Our first stop was at the Bodie Island Lighthouse. It looks like this:

As we pulled into the car park we added Robin, Mockingbird, Mourning Dove and Kildeer. We also saw our first little group of proper waders (I don’t include Kildeer in that discussion). After much inspection and reference to our bird book we believed them to be Sanderlings still in their summer clothes. Having encountered literally dozens of the chaps later, all wearing their winter outfits, we are left confused as to what they may have been. Really need to brush up on our wading birds.

At the parking lot we also saw a Great Egret flying overhead, and a mystery white bird which we could not lock in the binocs properly. We eventually got an ID on him later. We were able to see one new bird in the parking lot, though, and that was the Solitary Sandpiper. This was another one which took an awful lot of studying in the book before we could accept it.

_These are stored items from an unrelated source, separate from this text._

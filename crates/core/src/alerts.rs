use std::sync::Arc;
use std::time::Duration;
use tokio::sync::Mutex;
use tokio::task::JoinHandle;
use tracing::debug;

pub const ALERT_DISMISS_DELAY: Duration = Duration::from_millis(5_000);

#[derive(Debug, Clone, Copy, PartialEq, Eq)]
pub enum AlertPhase {
    Visible,
    Fading,
}

#[derive(Debug, Clone, PartialEq, Eq)]
pub struct Alert {
    pub level: String,
    pub message: String,
    pub phase: AlertPhase,
}

impl Alert {
    pub fn new(level: impl Into<String>, message: impl Into<String>) -> Self {
        Self {
            level: level.into(),
            message: message.into(),
            phase: AlertPhase::Visible,
        }
    }
}

#[derive(Debug, Clone, Default)]
pub struct AlertTray {
    alerts: Vec<Alert>,
}

impl AlertTray {
    pub fn push(&mut self, alert: Alert) {
        self.alerts.push(alert);
    }

    pub fn alerts(&self) -> &[Alert] {
        &self.alerts
    }

    pub fn len(&self) -> usize {
        self.alerts.len()
    }

    pub fn is_empty(&self) -> bool {
        self.alerts.is_empty()
    }

    fn fade_all(&mut self) -> usize {
        for alert in &mut self.alerts {
            alert.phase = AlertPhase::Fading;
        }
        self.alerts.len()
    }

    fn remove_faded(&mut self) {
        self.alerts.retain(|alert| alert.phase != AlertPhase::Fading);
    }
}

/// One-shot timer that fades out and removes every alert present when it
/// fires. Dropping the handle does not cancel it.
pub fn schedule_alert_dismissal(tray: Arc<Mutex<AlertTray>>, delay: Duration) -> JoinHandle<usize> {
    tokio::spawn(async move {
        tokio::time::sleep(delay).await;
        let mut tray = tray.lock().await;
        let dismissed = tray.fade_all();
        tray.remove_faded();
        debug!(dismissed, "alerts dismissed");
        dismissed
    })
}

Across the road from the lighthouse is Coquina Beach. When we arrived it was nearly deserted by humans but teeming with birds. We were able to add the Brown Pelican, Double Crested Cormorant and Willet (there were a lot of Willets), in addition to all the Sanderlings. The real highlight of Coquina, though, was the terns.

A little way down the beach was a mixed flock of terns. We slowly crept up towards them and identified four of the species, though there may have been more. We added Royal Tern and Common Tern to our BY list, and Least Tern and Sandwich Tern for the day. After a good time to look it became clear the Royal Terns were the white birds we had seen earlier.

Our next stop was on Pea Island, a National Wildlife Refuge, and part of Hatteras Island. The refuge is about 13 miles long with a few key stopping points along the way. Our first port of call was a viewing platform between two large lakes. There we encountered Audrey, perhaps our greatest piece of luck all day.

Before we were able to fully take advantage of Audrey and her magnificent scope, we added Red-Winged Blackbird, Grey Catbird and the Boat-Tailed Grackle to our list. We were at 21 species for the day, but just three new species at that point. With Audrey’s assistance we added several wading birds, many of them lifetime firsts – Black-Bellied Plover, Short-Billed Dowitcher, Marbled Godwit and the fantastic Black-Necked Stilt. The plovers and stilts are fantastic to look at, very striking. The stilts are very amusing too.

At that same platform I was finally able to add another of my Pokémon birds, one I should have added a long time ago – the Snowy Egret. That put me at 9/12 for the heron family. It also took us to 27 for the day and eight new species. Things were looking up.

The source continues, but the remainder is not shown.